The Greatest Cellar on Earth.

Well, not really. But this is a surprisingly non-annoying NYT article from a few days ago about “dusty hunters”: people who search for unopened bottles of vintage liquor.

The most well-known dusty hunter today might be Eric Witz, 42, a senior production editor at the MIT Press, who posts his scores on Instagram at @aphonik, often with detailed analysis of the origins of each bottle. A lover of antiques and enthusiast of cocktail history, he began dusty hunting around 2010 with the purchase of a 1940s bottle of Forbidden Fruit, a strange grapefruit-and-honey liqueur which has not been on the market for decades. Mr. Witz collects not just whiskey, the obsession of most current dusty hunters, but vintage rum, brandy and Chartreuse, all of which are soaring in value at the moment.
“I love the idea of being able to taste something that was made a few generations ago,” he said. Spirits have a higher alcohol proof than wine, so they don’t really age in the bottle or go bad; in that way, they are like drinkable time capsules. In fact, most all dusty hunters believe vintage spirits are superior in taste to what is being made today, even if they can’t quite explain why. Maybe better quality materials and more artisanal production methods were being used back then, maybe international beverage conglomerates weren’t yet mucking up quality, or maybe something magical is happening in the glass over all these years.

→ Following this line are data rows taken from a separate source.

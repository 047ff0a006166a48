//! Energy consumption section.

use std::collections::BTreeMap;

use serde_json::Value;

use crate::models::field;
use crate::normalize;
use crate::state::FieldPatch;

#[derive(Debug, Clone, Default)]
pub struct EnergyConsumption {
    pub total_energy: Option<f64>,
    pub avg_energy_consumption: Option<f64>,
    pub electricity_consumption: Option<f64>,
    pub fuel_consumption: Option<f64>,
    pub observed_at_ms: Option<i64>,

    patch: BTreeMap<String, FieldPatch>,
}

impl EnergyConsumption {
    #[must_use]
    pub fn from_value(payload: &Value) -> Self {
        let mut out = Self::default();
        let mut patch = BTreeMap::new();
        let mut num = |key: &str, aliases: &[&str]| -> Option<f64> {
            let raw = field(payload, aliases)?;
            let parsed = normalize::as_f64(raw);
            patch.insert(key.to_string(), FieldPatch::from_option(parsed.map(Value::from)));
            parsed
        };

        out.total_energy = num("totalEnergy", &["totalEnergy"]);
        out.avg_energy_consumption = num("avgEnergyConsumption", &["avgEnergyConsumption"]);
        out.electricity_consumption = num("electricityConsumption", &["electricityConsumption"]);
        out.fuel_consumption = num("fuelConsumption", &["fuelConsumption"]);
        out.observed_at_ms = field(payload, &["time"]).and_then(normalize::as_timestamp_ms);
        out.patch = patch;
        out
    }

    #[must_use]
    pub fn patch(&self) -> BTreeMap<String, FieldPatch> {
        self.patch.clone()
    }
}
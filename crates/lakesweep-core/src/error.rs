use thiserror::Error;

#[derive(Error, Debug)]
pub enum Error {
    #[error("IO error: {0}")]
    Io(#[from] std::io::Error),

    #[error("Configuration error: {0}")]
    Config(#[from] config::ConfigError),

    #[error("Database error: {0}")]
    Database(#[from] rusqlite::Error),

    #[error("Invalid input: {0}")]
    InvalidInput(String),

    #[error("No schema-valid files found under the scan root")]
    NoData,

    #[error("Scheduler is already running")]
    SchedulerBusy,
}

Tying the article together is a guy who bought the contents of Cecil B. DeMille’s cellar.

There were 10 bottles of Old Overholt Rye barreled in 1936, five bottles of 1930s Belmont Bottled in Bond, bottles of Kentucky Tavern, J.W. Dant and Old Taylor bourbons, some 1930s Jameson Irish whiskey, Veuve Clicquot Ponsardin champagne from 1929, and a near-flawless case of extremely rare Green River Straight Bourbon Whiskey from 1936.

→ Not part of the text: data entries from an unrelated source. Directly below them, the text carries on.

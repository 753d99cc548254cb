//! Property suite for the policy layer: forecast clamp and trend, the
//! threshold ladder, and the reaper's joint guarantees (budget bound,
//! oldest-first order, retention floor, survivor floor, hard cap, audit
//! fidelity).

use chrono::{Duration, Local};
use lakesweep_core::analysis::reaper::{execute_cleanup, ReaperLimits};
use lakesweep_core::analysis::threshold::{evaluate, Action};
use lakesweep_core::scanner::ScannedFile;
use lakesweep_core::storage::models::{AssetRef, Category, StorageRecord};
use lakesweep_core::storage::Database;
use lakesweep_core::{analysis::forecast, Engine, SilentReporter};
use proptest::prelude::*;
use std::collections::HashMap;
use std::fs;
use tempfile::tempdir;

fn local_date(offset_days: i64) -> String {
    (Local::now() + Duration::days(offset_days))
        .format("%Y-%m-%d")
        .to_string()
}

fn seed_history(db: &Database, daily_totals: &[f64]) {
    // Oldest day first, newest is today.
    let n = daily_totals.len() as i64;
    for (i, &total) in daily_totals.iter().enumerate() {
        db.insert_snapshot(&StorageRecord {
            id: 0,
            entity: AssetRef::new("A1", Some(1), Category::Specific('E')),
            date: local_date(i as i64 - (n - 1)),
            size_mb: total,
            file_count: 1,
        })
        .unwrap();
    }
}

proptest! {
    #![proptest_config(ProptestConfig::with_cases(64))]

    /// predicted_mb >= 0 for any history and current total.
    #[test]
    fn prop_forecast_never_negative(
        daily in prop::collection::vec(0.0f64..10_000.0, 0..12),
        current in 0.0f64..10_000.0,
    ) {
        let db = Database::open_in_memory().unwrap();
        seed_history(&db, &daily);
        let data = forecast::project(&db, current).unwrap();
        prop_assert!(data.predicted_mb >= 0.0);
    }

    /// With fewer than two days of history the prediction is exactly the
    /// current total; with more, it does not depend on the current total.
    #[test]
    fn prop_forecast_current_dependency(
        daily in prop::collection::vec(0.0f64..10_000.0, 2..12),
        current_a in 0.0f64..10_000.0,
        current_b in 0.0f64..10_000.0,
    ) {
        let empty = Database::open_in_memory().unwrap();
        let data = forecast::project(&empty, current_a).unwrap();
        prop_assert_eq!(data.predicted_mb, current_a);

        let db = Database::open_in_memory().unwrap();
        seed_history(&db, &daily);
        let a = forecast::project(&db, current_a).unwrap();
        let b = forecast::project(&db, current_b).unwrap();
        prop_assert_eq!(a.predicted_mb, b.predicted_mb);
        prop_assert_eq!(a.growth_rate, b.growth_rate);
    }

    /// The action ladder is exactly the piecewise definition of the
    /// capacity ratio, and only CLEANUP carries a deletion budget.
    #[test]
    fn prop_threshold_ladder(
        predicted in 0.0f64..100_000.0,
        limit in 1.0f64..50_000.0,
    ) {
        let eval = evaluate(predicted, limit);
        let pct = predicted / limit * 100.0;

        let expected = if pct < 85.0 {
            Action::Safe
        } else if pct < 90.0 {
            Action::Monitor
        } else if pct < 95.0 {
            Action::Caution
        } else {
            Action::Cleanup
        };
        prop_assert_eq!(eval.action, expected);

        if eval.action == Action::Cleanup {
            let want = (predicted - limit * 0.70).max(0.0);
            prop_assert!((eval.amount_to_delete_mb - want).abs() < 1e-9);
        } else {
            prop_assert_eq!(eval.amount_to_delete_mb, 0.0);
        }
    }

    /// A non-positive ceiling disables the ladder.
    #[test]
    fn prop_threshold_nonpositive_limit(
        predicted in 0.0f64..100_000.0,
        limit in -1_000.0f64..=0.0,
    ) {
        let eval = evaluate(predicted, limit);
        prop_assert_eq!(eval.action, Action::Safe);
        prop_assert_eq!(eval.amount_to_delete_mb, 0.0);
    }

    /// The reaper's guarantees hold jointly for arbitrary candidate sets.
    #[test]
    fn prop_reaper_invariants(
        specs in prop::collection::vec(
            (0u8..3, 0i64..72, 0.1f64..4.0),
            0..25,
        ),
        amount in 0.0f64..20.0,
        max_deletions in 1usize..8,
    ) {
        let tmp = tempdir().unwrap();
        let db = Database::open_in_memory().unwrap();
        let now = Local::now().timestamp();

        let mut files: Vec<ScannedFile> = specs
            .iter()
            .enumerate()
            .map(|(i, &(entity, age_hours, size_mb))| {
                let path = tmp.path().join(format!("f{:03}.dat", i));
                fs::write(&path, b"x").unwrap();
                ScannedFile {
                    full_path: path,
                    size_mb,
                    created_time: now - age_hours * 3600,
                    asset: format!("A{}", entity),
                    index: 1,
                    category: 'E',
                    date: "2026-01-15".to_string(),
                }
            })
            .collect();

        let by_path: HashMap<String, ScannedFile> = files
            .iter()
            .map(|f| (f.full_path.to_string_lossy().into_owned(), f.clone()))
            .collect();
        let mut initial_counts: HashMap<String, i64> = HashMap::new();
        for f in &files {
            *initial_counts.entry(f.asset.clone()).or_default() += 1;
        }

        let limits = ReaperLimits { min_retention_hours: 24, max_deletions };
        let stats = execute_cleanup(&db, &mut files, amount, &limits).unwrap();

        // Hard cap.
        prop_assert!(stats.files_deleted <= max_deletions);

        // Budget bound: one overshoot permitted.
        let max_single = specs.iter().map(|s| s.2).fold(0.0f64, f64::max);
        prop_assert!(stats.mb_freed <= amount + max_single + 1e-9);

        // Audit fidelity and per-candidate floors.
        let mut logs = db.get_deletion_logs(1000).unwrap();
        logs.reverse(); // oldest audit row first
        prop_assert_eq!(logs.len(), stats.files_deleted);

        let mut freed_per_entity: HashMap<String, i64> = HashMap::new();
        let mut previous_time = i64::MIN;
        for log in &logs {
            let candidate = by_path.get(&log.file_path).expect("audit row matches a candidate");
            // Retention floor: nothing younger than 24 h is audited.
            prop_assert!(candidate.created_time <= now - 24 * 3600);
            // Oldest-first: audit order is non-decreasing in mtime.
            prop_assert!(candidate.created_time >= previous_time);
            previous_time = candidate.created_time;
            // The file is really gone.
            prop_assert!(!std::path::Path::new(&log.file_path).exists());
            *freed_per_entity.entry(candidate.asset.clone()).or_default() += 1;
        }

        // Survivor floor, per entity.
        for (asset, initial) in &initial_counts {
            let deleted = freed_per_entity.get(asset).copied().unwrap_or(0);
            if *initial >= 5 {
                prop_assert!(initial - deleted >= 5);
            } else {
                prop_assert_eq!(deleted, 0);
            }
        }
    }
}

// Engine-level property: a full cycle over an always-safe ceiling never
// deletes, regardless of tree shape.
proptest! {
    #![proptest_config(ProptestConfig::with_cases(8))]

    #[test]
    fn prop_safe_cycle_preserves_tree(file_count in 1usize..10) {
        let tmp = tempdir().unwrap();
        let root = tmp.path().join("lake");
        for i in 0..file_count {
            let dir = root.join("ASSET_01").join("1").join("E").join("2026").join("01").join("15");
            fs::create_dir_all(&dir).unwrap();
            fs::write(dir.join(format!("f{}.dat", i)), vec![0u8; 2048]).unwrap();
        }

        let engine = Engine::open(tmp.path().join("test.db")).unwrap();
        let outcome = engine
            .execute_full(
                &root,
                lakesweep_core::Granularity::Entity,
                1_000_000.0,
                &SilentReporter,
            )
            .unwrap();
        prop_assert_eq!(outcome.action, Action::Safe);
        prop_assert_eq!(outcome.files_deleted, 0);
        prop_assert_eq!(engine.deletion_logs(10).unwrap().len(), 0);
    }
}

DeMille’s longtime neighbor in Little Tujunga Canyon was Jean-Baptiste “J.B.” Leonis, a banker and liquor importer who founded the city of Vernon. Sensing that Prohibition was on the horizon, in the early 1920s he began to stash booze in a 10-bolt bank vault behind a trick bookcase. In 2017, upon the death of Leonis’ grandson, Leonis C. Malburg, the collection was finally unearthed, featuring numerous pint bottles of Old Crow distilled in 1912, Hermitage Bottled in Bond whiskey distilled in 1914, and rye bottled specifically for the iconic Biltmore Hotel. Staff members at Christie’s Auction House were stunned when it sold at auction for $640,000 in 2018.